*** Begin section ***
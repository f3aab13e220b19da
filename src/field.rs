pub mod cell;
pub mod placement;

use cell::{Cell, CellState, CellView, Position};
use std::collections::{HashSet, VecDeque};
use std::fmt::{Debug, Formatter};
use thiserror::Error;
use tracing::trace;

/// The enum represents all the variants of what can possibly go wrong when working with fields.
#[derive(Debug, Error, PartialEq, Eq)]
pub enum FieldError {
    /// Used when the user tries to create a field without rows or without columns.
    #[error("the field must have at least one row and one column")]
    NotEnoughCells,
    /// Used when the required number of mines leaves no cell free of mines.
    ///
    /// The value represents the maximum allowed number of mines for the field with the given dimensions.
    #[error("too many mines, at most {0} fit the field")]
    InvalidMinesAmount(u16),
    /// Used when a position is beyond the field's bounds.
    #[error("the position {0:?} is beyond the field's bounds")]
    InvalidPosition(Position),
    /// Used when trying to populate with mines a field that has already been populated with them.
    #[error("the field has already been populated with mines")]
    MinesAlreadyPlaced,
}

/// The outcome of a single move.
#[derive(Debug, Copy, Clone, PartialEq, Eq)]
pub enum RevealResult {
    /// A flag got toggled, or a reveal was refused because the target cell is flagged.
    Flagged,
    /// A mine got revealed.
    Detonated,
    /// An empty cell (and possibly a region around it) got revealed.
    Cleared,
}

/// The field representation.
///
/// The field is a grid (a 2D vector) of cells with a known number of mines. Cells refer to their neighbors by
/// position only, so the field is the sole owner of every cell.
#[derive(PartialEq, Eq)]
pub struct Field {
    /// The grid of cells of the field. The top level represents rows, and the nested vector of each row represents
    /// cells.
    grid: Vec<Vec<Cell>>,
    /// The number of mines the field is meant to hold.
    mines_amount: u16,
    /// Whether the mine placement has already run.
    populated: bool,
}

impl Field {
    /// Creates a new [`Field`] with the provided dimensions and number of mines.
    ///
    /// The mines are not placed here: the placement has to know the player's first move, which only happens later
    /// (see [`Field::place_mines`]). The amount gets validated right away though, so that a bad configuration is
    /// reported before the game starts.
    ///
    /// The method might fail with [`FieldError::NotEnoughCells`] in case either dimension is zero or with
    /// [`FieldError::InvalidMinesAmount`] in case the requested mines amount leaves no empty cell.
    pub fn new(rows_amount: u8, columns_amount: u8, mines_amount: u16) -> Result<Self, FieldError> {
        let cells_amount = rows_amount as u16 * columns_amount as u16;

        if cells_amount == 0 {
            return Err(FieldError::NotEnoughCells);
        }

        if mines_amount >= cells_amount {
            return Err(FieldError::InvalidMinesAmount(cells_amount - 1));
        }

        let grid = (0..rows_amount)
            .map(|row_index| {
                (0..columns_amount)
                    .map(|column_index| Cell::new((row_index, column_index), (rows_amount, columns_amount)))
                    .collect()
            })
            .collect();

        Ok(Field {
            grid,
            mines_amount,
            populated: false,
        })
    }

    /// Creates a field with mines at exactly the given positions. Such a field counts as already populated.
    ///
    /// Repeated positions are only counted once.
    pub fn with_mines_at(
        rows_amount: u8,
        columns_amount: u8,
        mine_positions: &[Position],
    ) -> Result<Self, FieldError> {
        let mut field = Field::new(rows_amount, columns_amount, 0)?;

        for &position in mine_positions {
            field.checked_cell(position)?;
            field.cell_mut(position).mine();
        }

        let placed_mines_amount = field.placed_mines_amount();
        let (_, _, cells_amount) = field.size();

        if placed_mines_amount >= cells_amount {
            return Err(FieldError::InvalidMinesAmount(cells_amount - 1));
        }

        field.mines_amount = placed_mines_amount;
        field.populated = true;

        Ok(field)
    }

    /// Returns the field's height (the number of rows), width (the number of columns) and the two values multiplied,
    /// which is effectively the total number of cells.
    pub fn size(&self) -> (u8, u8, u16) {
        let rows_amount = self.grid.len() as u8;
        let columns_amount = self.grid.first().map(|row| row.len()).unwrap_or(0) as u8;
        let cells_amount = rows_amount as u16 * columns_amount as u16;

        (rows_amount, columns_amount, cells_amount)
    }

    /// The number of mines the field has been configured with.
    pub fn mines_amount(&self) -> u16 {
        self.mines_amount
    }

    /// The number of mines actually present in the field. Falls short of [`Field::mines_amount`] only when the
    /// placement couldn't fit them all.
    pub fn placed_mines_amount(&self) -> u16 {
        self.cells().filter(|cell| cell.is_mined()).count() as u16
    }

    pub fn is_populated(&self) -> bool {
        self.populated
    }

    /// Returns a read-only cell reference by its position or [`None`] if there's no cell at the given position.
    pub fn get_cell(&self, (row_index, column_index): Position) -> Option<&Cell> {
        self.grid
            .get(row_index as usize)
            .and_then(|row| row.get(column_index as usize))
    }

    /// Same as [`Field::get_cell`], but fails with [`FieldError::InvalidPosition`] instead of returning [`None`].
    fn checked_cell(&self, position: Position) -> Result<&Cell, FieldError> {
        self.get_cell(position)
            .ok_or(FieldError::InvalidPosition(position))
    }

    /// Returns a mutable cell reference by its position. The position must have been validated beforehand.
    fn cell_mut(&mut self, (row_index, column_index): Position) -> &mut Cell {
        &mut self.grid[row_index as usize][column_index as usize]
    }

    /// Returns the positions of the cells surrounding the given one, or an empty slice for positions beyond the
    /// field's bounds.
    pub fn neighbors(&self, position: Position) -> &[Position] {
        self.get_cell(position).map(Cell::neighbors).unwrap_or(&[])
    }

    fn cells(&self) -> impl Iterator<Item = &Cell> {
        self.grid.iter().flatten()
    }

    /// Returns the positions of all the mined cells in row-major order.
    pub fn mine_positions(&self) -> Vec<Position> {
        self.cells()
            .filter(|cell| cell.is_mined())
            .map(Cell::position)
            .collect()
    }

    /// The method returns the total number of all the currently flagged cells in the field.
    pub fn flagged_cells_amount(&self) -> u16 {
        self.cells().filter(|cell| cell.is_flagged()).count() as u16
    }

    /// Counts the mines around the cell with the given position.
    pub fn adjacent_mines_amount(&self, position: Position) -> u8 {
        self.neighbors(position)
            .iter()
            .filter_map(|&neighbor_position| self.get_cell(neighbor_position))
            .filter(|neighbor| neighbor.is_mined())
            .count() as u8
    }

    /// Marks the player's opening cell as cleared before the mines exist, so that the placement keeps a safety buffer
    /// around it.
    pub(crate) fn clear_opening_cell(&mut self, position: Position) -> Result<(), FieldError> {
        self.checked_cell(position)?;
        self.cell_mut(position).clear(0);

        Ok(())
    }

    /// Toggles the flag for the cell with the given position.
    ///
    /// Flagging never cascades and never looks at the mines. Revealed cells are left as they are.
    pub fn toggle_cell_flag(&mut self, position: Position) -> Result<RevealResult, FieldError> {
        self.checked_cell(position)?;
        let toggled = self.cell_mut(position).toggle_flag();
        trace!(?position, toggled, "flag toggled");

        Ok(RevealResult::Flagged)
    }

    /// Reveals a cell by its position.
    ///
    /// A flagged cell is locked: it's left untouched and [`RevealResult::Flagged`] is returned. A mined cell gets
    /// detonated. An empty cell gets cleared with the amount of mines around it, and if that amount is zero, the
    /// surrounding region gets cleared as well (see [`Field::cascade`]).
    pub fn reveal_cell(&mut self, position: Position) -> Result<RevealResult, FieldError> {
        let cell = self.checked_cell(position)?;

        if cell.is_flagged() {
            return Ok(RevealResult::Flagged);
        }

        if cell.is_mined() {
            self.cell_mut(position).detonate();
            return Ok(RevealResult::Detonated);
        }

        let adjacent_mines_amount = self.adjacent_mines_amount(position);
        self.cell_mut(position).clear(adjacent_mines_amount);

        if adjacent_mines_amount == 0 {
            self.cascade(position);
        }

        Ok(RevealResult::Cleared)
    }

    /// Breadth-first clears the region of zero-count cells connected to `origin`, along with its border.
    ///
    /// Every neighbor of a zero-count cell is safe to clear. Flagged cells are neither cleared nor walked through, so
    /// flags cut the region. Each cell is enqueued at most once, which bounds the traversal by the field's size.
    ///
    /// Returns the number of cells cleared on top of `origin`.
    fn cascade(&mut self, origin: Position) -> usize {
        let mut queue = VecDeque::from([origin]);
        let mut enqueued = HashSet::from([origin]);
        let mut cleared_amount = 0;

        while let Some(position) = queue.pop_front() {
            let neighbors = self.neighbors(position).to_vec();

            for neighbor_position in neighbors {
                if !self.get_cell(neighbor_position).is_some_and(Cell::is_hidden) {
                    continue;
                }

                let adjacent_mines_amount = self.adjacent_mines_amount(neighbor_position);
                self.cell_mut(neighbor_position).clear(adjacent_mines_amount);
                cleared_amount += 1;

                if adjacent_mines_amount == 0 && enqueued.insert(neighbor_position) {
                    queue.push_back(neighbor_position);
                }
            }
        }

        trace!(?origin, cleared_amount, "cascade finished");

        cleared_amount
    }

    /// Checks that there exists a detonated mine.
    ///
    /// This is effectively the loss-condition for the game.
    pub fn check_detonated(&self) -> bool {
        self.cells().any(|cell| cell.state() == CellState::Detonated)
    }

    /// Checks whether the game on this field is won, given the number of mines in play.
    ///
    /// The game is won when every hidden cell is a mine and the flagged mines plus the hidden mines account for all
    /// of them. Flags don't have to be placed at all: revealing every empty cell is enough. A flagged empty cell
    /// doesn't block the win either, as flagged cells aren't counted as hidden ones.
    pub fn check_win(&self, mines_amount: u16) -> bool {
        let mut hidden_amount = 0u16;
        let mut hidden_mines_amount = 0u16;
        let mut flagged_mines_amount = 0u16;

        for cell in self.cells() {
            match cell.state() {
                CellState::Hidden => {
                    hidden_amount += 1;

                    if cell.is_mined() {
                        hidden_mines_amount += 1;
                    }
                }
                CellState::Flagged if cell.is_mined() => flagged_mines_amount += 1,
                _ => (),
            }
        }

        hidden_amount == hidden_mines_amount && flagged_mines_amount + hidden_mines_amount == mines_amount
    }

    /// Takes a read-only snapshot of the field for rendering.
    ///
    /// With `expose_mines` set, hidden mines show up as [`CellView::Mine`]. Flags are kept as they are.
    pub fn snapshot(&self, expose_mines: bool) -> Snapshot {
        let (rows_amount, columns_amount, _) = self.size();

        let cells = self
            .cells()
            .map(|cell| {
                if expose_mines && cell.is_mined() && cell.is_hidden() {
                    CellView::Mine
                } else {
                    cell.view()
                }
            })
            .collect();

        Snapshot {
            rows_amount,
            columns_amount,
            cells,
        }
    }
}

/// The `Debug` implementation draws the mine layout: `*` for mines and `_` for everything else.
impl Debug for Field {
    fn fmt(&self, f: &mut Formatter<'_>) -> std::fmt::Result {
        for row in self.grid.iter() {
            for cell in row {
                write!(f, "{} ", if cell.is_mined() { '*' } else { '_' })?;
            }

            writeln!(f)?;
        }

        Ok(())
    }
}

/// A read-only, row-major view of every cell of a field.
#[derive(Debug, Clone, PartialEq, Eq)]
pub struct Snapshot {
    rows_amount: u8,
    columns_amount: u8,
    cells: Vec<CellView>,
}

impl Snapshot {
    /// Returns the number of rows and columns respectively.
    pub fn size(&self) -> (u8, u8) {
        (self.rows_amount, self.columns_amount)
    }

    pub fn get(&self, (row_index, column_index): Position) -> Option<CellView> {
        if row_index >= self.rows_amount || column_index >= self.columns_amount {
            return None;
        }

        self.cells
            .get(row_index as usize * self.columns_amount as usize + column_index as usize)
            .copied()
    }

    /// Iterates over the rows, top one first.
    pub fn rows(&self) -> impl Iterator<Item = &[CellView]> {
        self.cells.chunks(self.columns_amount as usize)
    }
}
*** End section ***
* _Problem to work on_: Go back to the listing above. Copy word for word the lines from the one with "populated with them." through the one with "only happens later", and nothing more.

* _Result for this exercise_:
    /// Used when trying to populate with mines a field that has already been populated with them.
    #[error("the field has already been populated with mines")]
    MinesAlreadyPlaced,
}

/// The outcome of a single move.
#[derive(Debug, Copy, Clone, PartialEq, Eq)]
pub enum RevealResult {
    /// A flag got toggled, or a reveal was refused because the target cell is flagged.
    Flagged,
    /// A mine got revealed.
    Detonated,
    /// An empty cell (and possibly a region around it) got revealed.
    Cleared,
}

/// The field representation.
///
/// The field is a grid (a 2D vector) of cells with a known number of mines. Cells refer to their neighbors by
/// position only, so the field is the sole owner of every cell.
#[derive(PartialEq, Eq)]
pub struct Field {
    /// The grid of cells of the field. The top level represents rows, and the nested vector of each row represents
    /// cells.
    grid: Vec<Vec<Cell>>,
    /// The number of mines the field is meant to hold.
    mines_amount: u16,
    /// Whether the mine placement has already run.
    populated: bool,
}

impl Field {
    /// Creates a new [`Field`] with the provided dimensions and number of mines.
    ///
    /// The mines are not placed here: the placement has to know the player's first move, which only happens later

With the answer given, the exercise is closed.